Il chirurgo toracico è un chirurgo specializzato nelle operazioni chirurgiche condotte su uno o più organi e/o strutture situati nella cavità toracica (polmoni, esofago, parete toracica, mediastino).Le procedure chirurgiche utilizzate per le operazioni prevedono protocolli e strumentazioni all’avanguardia. Per esempio, è disponibile la metodica di chirurgia toracica video-assistita (VATS), una tecnica mini-invasiva che utilizza un toracoendoscopio che permette all’operatore di visualizzare la cavità toracica grazie ad una microcamera. È utile soprattutto per il trattamento di lesioni piccole e medie. Altre tecniche sono il mediastinoscopio, che permette l’esplorazione del mediastino, e il broncoscopio, che rende visibili laringe trachea e bronchi. Queste metodiche possono essere utilizzate come procedure diagnostiche separate prima dell’intervento vero e proprio oppure durante l’operazione chirurgica stessa.

Compatibilmente con il quadro clinico del paziente, un`ampia gamma di interventi chirurgici (per ernie, laparoceli, varici degli arti inferiori, emorroidi, fistole e ragadi) vengono solitamente eseguiti in regime di day service (con dimissioni nell`arco della medesima giornata).

In collaborazione con il Servizio di Endoscopia digestiva si eseguono interventi chirurgici combinati per le patologie della via biliare e della papilla.

Per le neoplasie cutanee, l`integrazione nell`equipe chirurgica di specialisti in chirurgia plastica e ricostruttiva consente l’esecuzione di interventi con ricostruzione mediante lembi o innesti.

Nei casi di neoplasie della mammella, della tiroide, della pelvi, la collaborazione con il servizio di Medicina Nucleare consente di effettuare la ricerca intraoperatoria del linfonodo sentinella con radiosonda, per potere così eseguire la linfoadenectomia necessaria per una sicura radicalità oncologica.

Le equipe chirurgiche, eseguono interventi maggiori su stomaco, colon, retto, resezioni pancreatiche, nonché interventi su tiroide, paratiroidi e ghiandole surrenali, colicisti (tecnica laparoscopica).

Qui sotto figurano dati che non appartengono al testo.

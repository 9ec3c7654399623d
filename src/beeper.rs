use std::sync::{
    atomic::{AtomicBool, Ordering},
    Arc,
};

use cpal::{
    traits::{DeviceTrait, HostTrait, StreamTrait},
    Stream, StreamConfig,
};
use thiserror::Error;

const TONE_FREQUENCY: f32 = 440.0;

#[derive(Debug, Error)]
pub enum AudioError {
    #[error("no audio output device available")]
    NoOutputDevice,
    #[error(transparent)]
    StreamConfig(#[from] cpal::DefaultStreamConfigError),
    #[error(transparent)]
    BuildStream(#[from] cpal::BuildStreamError),
    #[error(transparent)]
    PlayStream(#[from] cpal::PlayStreamError),
}

/// Sine tone output. The audio thread only ever reads the shared
/// flag; the host loop flips it when the sound signal changes.
pub struct Beeper {
    stream: Option<Stream>,
    shared_state_ptr: Arc<AtomicBool>,
    previous_state: bool,
}

impl Beeper {
    pub fn new() -> Self {
        let initial_state = false;
        let shared_state_ptr = Arc::new(AtomicBool::new(initial_state));

        Self {
            stream: None,
            shared_state_ptr,
            previous_state: initial_state,
        }
    }

    pub fn start_stream(&mut self) -> Result<(), AudioError> {
        let host = cpal::default_host();
        let device = host
            .default_output_device()
            .ok_or(AudioError::NoOutputDevice)?;
        let config = device.default_output_config()?;
        let state_ptr = self.shared_state_ptr.clone();

        let stream = match config.sample_format() {
            cpal::SampleFormat::F32 => make_stream::<f32>(state_ptr, &device, &config.into()),
            cpal::SampleFormat::I16 => make_stream::<i16>(state_ptr, &device, &config.into()),
            cpal::SampleFormat::U16 => make_stream::<u16>(state_ptr, &device, &config.into()),
        }?;
        stream.play()?;
        log::info!(
            "audio stream started on {}",
            device.name().unwrap_or_else(|_| "unknown device".into())
        );

        self.stream = Some(stream);
        Ok(())
    }

    pub fn is_streaming(&self) -> bool {
        self.stream.is_some()
    }

    pub fn set_beeper_active(&mut self, new_state: bool) {
        if self.previous_state != new_state {
            self.previous_state = new_state;
            self.shared_state_ptr
                .store(self.previous_state, Ordering::Relaxed);
        }
    }
}

impl Default for Beeper {
    fn default() -> Self {
        Self::new()
    }
}

fn make_stream<T>(
    shared_state_ptr: Arc<AtomicBool>,
    device: &cpal::Device,
    config: &StreamConfig,
) -> Result<cpal::Stream, cpal::BuildStreamError>
where
    T: cpal::Sample,
{
    let sample_rate = config.sample_rate.0 as f32;
    let channels = config.channels as usize;

    // Produce a sine of maximum amplitude.
    let mut sample_clock = 0f32;
    let mut sinewave_value_fn = move || {
        sample_clock = (sample_clock + 1.0) % sample_rate;
        (sample_clock * TONE_FREQUENCY * 2.0 * std::f32::consts::PI / sample_rate).sin()
    };
    let mut silence_value_fn = || 0.0;

    device.build_output_stream(
        config,
        move |data: &mut [T], _: &cpal::OutputCallbackInfo| {
            if shared_state_ptr.load(Ordering::Relaxed) {
                write_data(data, channels, &mut sinewave_value_fn)
            } else {
                write_data(data, channels, &mut silence_value_fn)
            }
        },
        |err| log::error!("an error occurred on the audio stream: {}", err),
    )
}

fn write_data<T>(output: &mut [T], channels: usize, next_sample: &mut dyn FnMut() -> f32)
where
    T: cpal::Sample,
{
    for frame in output.chunks_mut(channels) {
        let value: T = cpal::Sample::from::<f32>(&next_sample());
        for sample in frame.iter_mut() {
            *sample = value;
        }
    }
}

#[cfg(test)]
mod tests {
    use std::sync::atomic::Ordering;

    use super::{write_data, Beeper};

    #[test]
    fn beeper_flag_follows_sound_signal() {
        let mut beeper = Beeper::new();
        assert!(!beeper.is_streaming());

        beeper.set_beeper_active(true);
        assert!(beeper.shared_state_ptr.load(Ordering::Relaxed));
        beeper.set_beeper_active(false);
        assert!(!beeper.shared_state_ptr.load(Ordering::Relaxed));
    }

    #[test]
    fn write_data_fills_every_channel() {
        let mut output = [0f32; 6];
        let mut next = 0.0;
        write_data(&mut output, 2, &mut || {
            next += 0.25;
            next
        });
        assert_eq!(output, [0.25, 0.25, 0.5, 0.5, 0.75, 0.75]);
    }
}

Gli interventi sulla tiroide, compatibilmente con le caratteristiche del caso specifico, vengono eseguiti con tecnica mininvasiva. Per la patologia neoplastica primitiva del fegato si eseguono resezioni epatiche, mentre per quella secondaria è possibile effettuare la termoablazione intra-operatoria (con radiofrequenze) delle lesioni.